Problem description: A single number is the answer here: how many lines below include "steps"?

Exercise data:

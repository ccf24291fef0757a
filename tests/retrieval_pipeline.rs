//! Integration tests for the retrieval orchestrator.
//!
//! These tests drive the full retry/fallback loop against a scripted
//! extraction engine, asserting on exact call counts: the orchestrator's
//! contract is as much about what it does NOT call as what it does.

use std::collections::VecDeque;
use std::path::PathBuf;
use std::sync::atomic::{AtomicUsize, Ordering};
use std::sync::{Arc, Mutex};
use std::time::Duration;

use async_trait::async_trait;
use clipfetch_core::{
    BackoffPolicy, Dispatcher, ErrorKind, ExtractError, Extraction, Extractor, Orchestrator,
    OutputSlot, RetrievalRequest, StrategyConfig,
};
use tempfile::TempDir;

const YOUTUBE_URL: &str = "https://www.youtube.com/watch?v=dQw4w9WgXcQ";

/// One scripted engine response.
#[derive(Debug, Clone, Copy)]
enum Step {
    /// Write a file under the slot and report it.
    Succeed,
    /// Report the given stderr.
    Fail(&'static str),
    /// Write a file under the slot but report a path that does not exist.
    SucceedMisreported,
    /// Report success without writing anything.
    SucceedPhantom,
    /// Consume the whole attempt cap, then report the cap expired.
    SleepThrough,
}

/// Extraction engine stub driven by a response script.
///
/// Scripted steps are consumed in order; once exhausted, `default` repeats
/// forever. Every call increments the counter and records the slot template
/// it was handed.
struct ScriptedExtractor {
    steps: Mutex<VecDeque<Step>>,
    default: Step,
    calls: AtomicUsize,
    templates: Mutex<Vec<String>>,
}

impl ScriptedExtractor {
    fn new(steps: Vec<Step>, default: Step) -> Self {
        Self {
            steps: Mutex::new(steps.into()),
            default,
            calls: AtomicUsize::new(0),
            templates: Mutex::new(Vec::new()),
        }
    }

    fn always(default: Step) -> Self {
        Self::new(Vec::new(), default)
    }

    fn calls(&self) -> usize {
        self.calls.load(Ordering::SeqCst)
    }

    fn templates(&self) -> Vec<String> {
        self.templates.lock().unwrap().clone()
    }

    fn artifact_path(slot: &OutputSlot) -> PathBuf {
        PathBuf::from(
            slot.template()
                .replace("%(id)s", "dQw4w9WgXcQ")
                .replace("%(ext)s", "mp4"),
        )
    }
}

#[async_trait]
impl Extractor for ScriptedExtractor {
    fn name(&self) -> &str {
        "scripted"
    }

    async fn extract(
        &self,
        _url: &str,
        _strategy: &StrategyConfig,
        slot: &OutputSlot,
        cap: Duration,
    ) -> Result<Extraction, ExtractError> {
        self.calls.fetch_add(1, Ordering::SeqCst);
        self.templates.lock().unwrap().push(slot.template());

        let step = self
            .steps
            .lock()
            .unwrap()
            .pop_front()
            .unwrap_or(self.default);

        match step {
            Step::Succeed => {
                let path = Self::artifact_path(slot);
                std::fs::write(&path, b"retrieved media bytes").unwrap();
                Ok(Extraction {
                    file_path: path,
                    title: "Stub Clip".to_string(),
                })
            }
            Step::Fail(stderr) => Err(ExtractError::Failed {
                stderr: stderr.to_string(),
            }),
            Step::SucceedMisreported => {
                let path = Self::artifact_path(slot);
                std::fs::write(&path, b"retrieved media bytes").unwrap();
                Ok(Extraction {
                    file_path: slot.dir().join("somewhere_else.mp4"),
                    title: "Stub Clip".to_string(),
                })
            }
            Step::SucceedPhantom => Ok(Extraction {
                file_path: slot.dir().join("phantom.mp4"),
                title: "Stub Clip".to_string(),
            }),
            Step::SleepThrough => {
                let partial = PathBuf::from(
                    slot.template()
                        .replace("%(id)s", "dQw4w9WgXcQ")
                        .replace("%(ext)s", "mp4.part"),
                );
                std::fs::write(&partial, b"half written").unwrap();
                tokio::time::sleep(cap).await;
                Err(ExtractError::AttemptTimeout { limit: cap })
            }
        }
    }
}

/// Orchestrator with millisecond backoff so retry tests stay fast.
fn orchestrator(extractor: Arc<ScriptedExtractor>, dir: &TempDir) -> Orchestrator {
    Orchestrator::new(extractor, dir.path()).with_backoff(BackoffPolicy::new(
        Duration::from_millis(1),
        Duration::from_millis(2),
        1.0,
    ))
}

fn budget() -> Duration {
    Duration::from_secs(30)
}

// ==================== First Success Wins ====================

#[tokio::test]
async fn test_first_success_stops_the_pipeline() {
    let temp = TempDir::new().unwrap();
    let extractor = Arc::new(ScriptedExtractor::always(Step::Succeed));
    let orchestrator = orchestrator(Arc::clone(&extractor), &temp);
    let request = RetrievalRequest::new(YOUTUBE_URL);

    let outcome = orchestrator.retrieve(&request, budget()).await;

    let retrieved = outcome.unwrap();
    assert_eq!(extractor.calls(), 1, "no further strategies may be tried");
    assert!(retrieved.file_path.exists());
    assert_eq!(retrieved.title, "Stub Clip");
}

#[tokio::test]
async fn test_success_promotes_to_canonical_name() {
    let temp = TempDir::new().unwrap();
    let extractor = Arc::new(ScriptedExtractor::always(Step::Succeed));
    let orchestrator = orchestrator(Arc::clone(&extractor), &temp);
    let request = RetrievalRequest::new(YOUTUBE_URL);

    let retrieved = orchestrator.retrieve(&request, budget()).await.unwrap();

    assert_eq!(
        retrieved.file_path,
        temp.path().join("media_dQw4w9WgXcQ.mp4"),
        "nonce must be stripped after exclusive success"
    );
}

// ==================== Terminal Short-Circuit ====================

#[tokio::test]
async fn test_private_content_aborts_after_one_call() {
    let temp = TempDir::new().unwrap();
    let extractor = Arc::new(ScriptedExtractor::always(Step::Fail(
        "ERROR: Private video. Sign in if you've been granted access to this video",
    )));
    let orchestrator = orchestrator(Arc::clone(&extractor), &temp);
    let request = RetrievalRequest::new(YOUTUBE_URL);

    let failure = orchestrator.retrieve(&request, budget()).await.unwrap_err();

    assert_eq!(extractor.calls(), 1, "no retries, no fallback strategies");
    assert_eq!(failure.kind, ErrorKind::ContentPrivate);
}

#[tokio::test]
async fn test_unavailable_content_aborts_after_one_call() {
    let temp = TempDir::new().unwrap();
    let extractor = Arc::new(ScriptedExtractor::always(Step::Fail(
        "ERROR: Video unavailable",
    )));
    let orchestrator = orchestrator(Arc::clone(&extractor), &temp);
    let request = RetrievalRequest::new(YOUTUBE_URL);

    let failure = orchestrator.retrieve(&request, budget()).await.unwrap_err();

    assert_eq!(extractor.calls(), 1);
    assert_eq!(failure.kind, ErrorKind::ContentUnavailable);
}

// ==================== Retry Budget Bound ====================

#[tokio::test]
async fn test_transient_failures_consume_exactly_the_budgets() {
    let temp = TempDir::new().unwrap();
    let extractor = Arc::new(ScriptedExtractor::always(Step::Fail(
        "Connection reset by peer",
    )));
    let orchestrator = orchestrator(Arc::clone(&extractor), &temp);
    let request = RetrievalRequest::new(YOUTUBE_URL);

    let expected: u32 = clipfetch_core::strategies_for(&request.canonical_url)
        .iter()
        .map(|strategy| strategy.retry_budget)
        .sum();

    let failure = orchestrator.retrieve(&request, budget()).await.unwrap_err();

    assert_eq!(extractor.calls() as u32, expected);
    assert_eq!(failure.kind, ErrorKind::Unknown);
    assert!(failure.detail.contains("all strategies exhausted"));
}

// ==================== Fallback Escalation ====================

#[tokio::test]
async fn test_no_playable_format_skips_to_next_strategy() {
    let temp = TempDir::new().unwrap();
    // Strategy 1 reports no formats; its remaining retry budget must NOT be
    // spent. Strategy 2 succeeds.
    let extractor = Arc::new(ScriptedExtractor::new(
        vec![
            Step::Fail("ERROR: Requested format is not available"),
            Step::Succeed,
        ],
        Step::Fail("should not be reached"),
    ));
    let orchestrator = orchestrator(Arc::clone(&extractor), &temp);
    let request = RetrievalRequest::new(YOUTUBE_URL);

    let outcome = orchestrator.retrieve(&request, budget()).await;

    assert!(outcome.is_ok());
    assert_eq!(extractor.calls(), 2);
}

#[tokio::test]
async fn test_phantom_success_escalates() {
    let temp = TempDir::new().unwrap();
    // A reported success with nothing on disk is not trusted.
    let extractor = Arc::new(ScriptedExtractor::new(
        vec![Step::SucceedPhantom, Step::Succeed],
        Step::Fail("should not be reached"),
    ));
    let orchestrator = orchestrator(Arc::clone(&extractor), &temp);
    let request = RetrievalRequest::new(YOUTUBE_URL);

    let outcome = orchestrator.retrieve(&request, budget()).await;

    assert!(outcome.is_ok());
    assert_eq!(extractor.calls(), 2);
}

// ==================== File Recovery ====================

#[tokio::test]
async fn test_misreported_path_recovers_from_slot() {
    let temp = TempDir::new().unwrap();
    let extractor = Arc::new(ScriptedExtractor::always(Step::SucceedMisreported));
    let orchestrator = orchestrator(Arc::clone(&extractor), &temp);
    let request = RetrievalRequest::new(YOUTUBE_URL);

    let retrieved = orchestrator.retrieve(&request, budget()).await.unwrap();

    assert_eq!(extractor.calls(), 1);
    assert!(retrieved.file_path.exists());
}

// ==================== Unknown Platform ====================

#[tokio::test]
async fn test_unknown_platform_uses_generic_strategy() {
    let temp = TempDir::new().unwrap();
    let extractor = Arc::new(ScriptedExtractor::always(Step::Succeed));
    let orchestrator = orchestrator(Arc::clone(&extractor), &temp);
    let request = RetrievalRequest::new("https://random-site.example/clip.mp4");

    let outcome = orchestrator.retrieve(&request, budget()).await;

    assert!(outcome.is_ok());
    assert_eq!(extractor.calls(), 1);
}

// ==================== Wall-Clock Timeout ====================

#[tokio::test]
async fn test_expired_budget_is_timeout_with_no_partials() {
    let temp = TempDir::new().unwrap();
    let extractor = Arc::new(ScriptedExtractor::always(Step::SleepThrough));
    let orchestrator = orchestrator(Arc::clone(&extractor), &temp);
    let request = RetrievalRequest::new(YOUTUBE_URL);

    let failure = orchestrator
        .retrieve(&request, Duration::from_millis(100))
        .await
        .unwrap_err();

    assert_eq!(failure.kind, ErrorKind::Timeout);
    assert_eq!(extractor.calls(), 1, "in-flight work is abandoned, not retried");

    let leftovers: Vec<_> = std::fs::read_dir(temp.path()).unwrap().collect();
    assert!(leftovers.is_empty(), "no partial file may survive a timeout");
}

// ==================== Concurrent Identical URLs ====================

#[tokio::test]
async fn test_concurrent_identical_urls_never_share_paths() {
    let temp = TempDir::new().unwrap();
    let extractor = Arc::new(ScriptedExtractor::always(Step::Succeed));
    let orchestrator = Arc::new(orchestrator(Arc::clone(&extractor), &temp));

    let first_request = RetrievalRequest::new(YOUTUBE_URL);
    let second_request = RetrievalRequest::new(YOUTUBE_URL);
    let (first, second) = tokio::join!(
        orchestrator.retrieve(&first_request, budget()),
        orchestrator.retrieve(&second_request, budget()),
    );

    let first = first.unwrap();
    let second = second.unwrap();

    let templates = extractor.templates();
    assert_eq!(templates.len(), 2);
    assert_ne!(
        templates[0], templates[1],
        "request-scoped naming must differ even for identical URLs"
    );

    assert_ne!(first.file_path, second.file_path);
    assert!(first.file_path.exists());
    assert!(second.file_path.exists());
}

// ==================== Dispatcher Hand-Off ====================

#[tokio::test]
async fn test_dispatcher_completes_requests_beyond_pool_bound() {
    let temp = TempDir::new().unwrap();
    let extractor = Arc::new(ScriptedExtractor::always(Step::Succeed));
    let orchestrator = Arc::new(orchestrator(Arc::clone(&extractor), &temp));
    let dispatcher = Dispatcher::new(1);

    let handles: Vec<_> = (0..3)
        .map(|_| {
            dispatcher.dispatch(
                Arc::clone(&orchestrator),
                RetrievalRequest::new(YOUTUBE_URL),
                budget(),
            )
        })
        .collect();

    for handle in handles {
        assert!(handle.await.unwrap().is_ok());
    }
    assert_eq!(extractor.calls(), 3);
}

Written solution: 5